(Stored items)
....
//! HTML previews of merged fonts
//!
//! Each preview embeds the merged font and a fallback font as base64 and
//! shows every remapped glyph, grouped by the source font it came from.
//! Rendering depends only on its inputs, so identical builds produce
//! byte-identical previews.

use crate::core::errors::{BuildError, ResourceKind};
use crate::symbols::ReplacementMap;
use base64::Engine as _;
use indexmap::IndexMap;
use minijinja::{context, Environment};
use std::fs;
use std::path::{Path, PathBuf};
use tracing::{debug, info};

/// Template used when the configuration doesn't name one
pub const BUILTIN_TEMPLATE: &str = include_str!("../../assets/preview.html.jinja");

/// Label of the reference text entry
pub const BASE_PREVIEW_LABEL: &str = "base";

/// ASCII letters, digits and punctuation, rendered for comparison with the
/// fallback font
pub const BASE_PREVIEW_TEXT: &str = concat!(
    "abcdefghijklmnopqrstuvwxyz",
    "ABCDEFGHIJKLMNOPQRSTUVWXYZ",
    "0123456789",
    "!\"#$%&'()*+,-./:;<=>?@[\\]^_`{|}~",
);

/// Characters per preview line
pub const PREVIEW_LINE_WIDTH: usize = 64;

/// Split `text` into chunks of `width` characters; the last may be shorter
pub fn wrap(text: &str, width: usize) -> Vec<String> {
    let chars: Vec<char> = text.chars().collect();
    chars
        .chunks(width.max(1))
        .map(|chunk| chunk.iter().collect())
        .collect()
}

/// Label → wrapped lines: every source font's replacement characters in
/// allocation order, then the reference text
pub fn preview_text(map: &ReplacementMap) -> IndexMap<String, Vec<String>> {
    let mut table: IndexMap<String, Vec<String>> = map
        .iter()
        .map(|(font_name, replacements)| {
            let glyphs: String = replacements.values().collect();
            (font_name.to_string(), wrap(&glyphs, PREVIEW_LINE_WIDTH))
        })
        .collect();
    table.insert(
        BASE_PREVIEW_LABEL.to_string(),
        wrap(BASE_PREVIEW_TEXT, PREVIEW_LINE_WIDTH),
    );
    table
}

pub fn preview_file_name(target_name: &str) -> String {
    format!("preview_{target_name}.html")
}

pub struct PreviewRenderer {
    template: String,
    fallback_font: String,
    preview_text: IndexMap<String, Vec<String>>,
}

impl PreviewRenderer {
    pub fn new(template: String, fallback_font: &[u8], map: &ReplacementMap) -> Self {
        Self {
            template,
            fallback_font: base64::engine::general_purpose::STANDARD.encode(fallback_font),
            preview_text: preview_text(map),
        }
    }

    /// Read the template (or take the built-in one) and the fallback font
    pub fn load(
        template_path: Option<&Path>,
        fallback_font_path: &Path,
        map: &ReplacementMap,
    ) -> Result<Self, BuildError> {
        let template = match template_path {
            Some(path) => fs::read_to_string(path).map_err(|_| BuildError::ResourceNotFound {
                kind: ResourceKind::PreviewTemplate,
                path: path.to_path_buf(),
            })?,
            None => {
                debug!("Using built-in preview template");
                BUILTIN_TEMPLATE.to_string()
            }
        };
        let fallback_font = fs::read(fallback_font_path).map_err(|_| BuildError::ResourceNotFound {
            kind: ResourceKind::FallbackFont,
            path: fallback_font_path.to_path_buf(),
        })?;
        Ok(Self::new(template, &fallback_font, map))
    }

    pub fn render(&self, target_name: &str, font_data: &[u8]) -> Result<String, minijinja::Error> {
        let env = Environment::new();
        env.render_str(
            &self.template,
            context! {
                font_name => target_name,
                font_data => base64::engine::general_purpose::STANDARD.encode(font_data),
                fallback_font => &self.fallback_font,
                preview_text => &self.preview_text,
            },
        )
    }

    /// Render and write `preview_<target>.html` inside `output_dir`
    pub fn write(&self, target_name: &str, font_data: &[u8], output_dir: &Path) -> Result<PathBuf, BuildError> {
        let path = output_dir.join(preview_file_name(target_name));
        let html = self
            .render(target_name, font_data)
            .map_err(|e| BuildError::artifact_io(&path, e))?;
        fs::write(&path, html).map_err(|e| BuildError::artifact_io(&path, e))?;
        info!("Preview for '{}' saved to: {:?}", target_name, path);
        Ok(path)
    }
}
....
## TASK TO COMPLETE
Please reproduce the records above in their entirety, exactly as given.

## FINAL ANSWER
//! HTML previews of merged fonts
//!
//! Each preview embeds the merged font and a fallback font as base64 and
//! shows every remapped glyph, grouped by the source font it came from.
//! Rendering depends only on its inputs, so identical builds produce
//! byte-identical previews.

use crate::core::errors::{BuildError, ResourceKind};
use crate::symbols::ReplacementMap;
use base64::Engine as _;
use indexmap::IndexMap;
use minijinja::{context, Environment};
use std::fs;
use std::path::{Path, PathBuf};
use tracing::{debug, info};

/// Template used when the configuration doesn't name one
pub const BUILTIN_TEMPLATE: &str = include_str!("../../assets/preview.html.jinja");

/// Label of the reference text entry
pub const BASE_PREVIEW_LABEL: &str = "base";

/// ASCII letters, digits and punctuation, rendered for comparison with the
/// fallback font
pub const BASE_PREVIEW_TEXT: &str = concat!(
    "abcdefghijklmnopqrstuvwxyz",
    "ABCDEFGHIJKLMNOPQRSTUVWXYZ",
    "0123456789",
    "!\"#$%&'()*+,-./:;<=>?@[\\]^_`{|}~",
);

/// Characters per preview line
pub const PREVIEW_LINE_WIDTH: usize = 64;

/// Split `text` into chunks of `width` characters; the last may be shorter
pub fn wrap(text: &str, width: usize) -> Vec<String> {
    let chars: Vec<char> = text.chars().collect();
    chars
        .chunks(width.max(1))
        .map(|chunk| chunk.iter().collect())
        .collect()
}

/// Label → wrapped lines: every source font's replacement characters in
/// allocation order, then the reference text
pub fn preview_text(map: &ReplacementMap) -> IndexMap<String, Vec<String>> {
    let mut table: IndexMap<String, Vec<String>> = map
        .iter()
        .map(|(font_name, replacements)| {
            let glyphs: String = replacements.values().collect();
            (font_name.to_string(), wrap(&glyphs, PREVIEW_LINE_WIDTH))
        })
        .collect();
    table.insert(
        BASE_PREVIEW_LABEL.to_string(),
        wrap(BASE_PREVIEW_TEXT, PREVIEW_LINE_WIDTH),
    );
    table
}

pub fn preview_file_name(target_name: &str) -> String {
    format!("preview_{target_name}.html")
}

pub struct PreviewRenderer {
    template: String,
    fallback_font: String,
    preview_text: IndexMap<String, Vec<String>>,
}

impl PreviewRenderer {
    pub fn new(template: String, fallback_font: &[u8], map: &ReplacementMap) -> Self {
        Self {
            template,
            fallback_font: base64::engine::general_purpose::STANDARD.encode(fallback_font),
            preview_text: preview_text(map),
        }
    }

    /// Read the template (or take the built-in one) and the fallback font
    pub fn load(
        template_path: Option<&Path>,
        fallback_font_path: &Path,
        map: &ReplacementMap,
    ) -> Result<Self, BuildError> {
        let template = match template_path {
            Some(path) => fs::read_to_string(path).map_err(|_| BuildError::ResourceNotFound {
                kind: ResourceKind::PreviewTemplate,
                path: path.to_path_buf(),
            })?,
            None => {
                debug!("Using built-in preview template");
                BUILTIN_TEMPLATE.to_string()
            }
        };
        let fallback_font = fs::read(fallback_font_path).map_err(|_| BuildError::ResourceNotFound {
            kind: ResourceKind::FallbackFont,
            path: fallback_font_path.to_path_buf(),
        })?;
        Ok(Self::new(template, &fallback_font, map))
    }

    pub fn render(&self, target_name: &str, font_data: &[u8]) -> Result<String, minijinja::Error> {
        let env = Environment::new();
        env.render_str(
            &self.template,
            context! {
                font_name => target_name,
                font_data => base64::engine::general_purpose::STANDARD.encode(font_data),
                fallback_font => &self.fallback_font,
                preview_text => &self.preview_text,
            },
        )
    }

    /// Render and write `preview_<target>.html` inside `output_dir`
    pub fn write(&self, target_name: &str, font_data: &[u8], output_dir: &Path) -> Result<PathBuf, BuildError> {
        let path = output_dir.join(preview_file_name(target_name));
        let html = self
            .render(target_name, font_data)
            .map_err(|e| BuildError::artifact_io(&path, e))?;
        fs::write(&path, html).map_err(|e| BuildError::artifact_io(&path, e))?;
        info!("Preview for '{}' saved to: {:?}", target_name, path);
        Ok(path)
    }
}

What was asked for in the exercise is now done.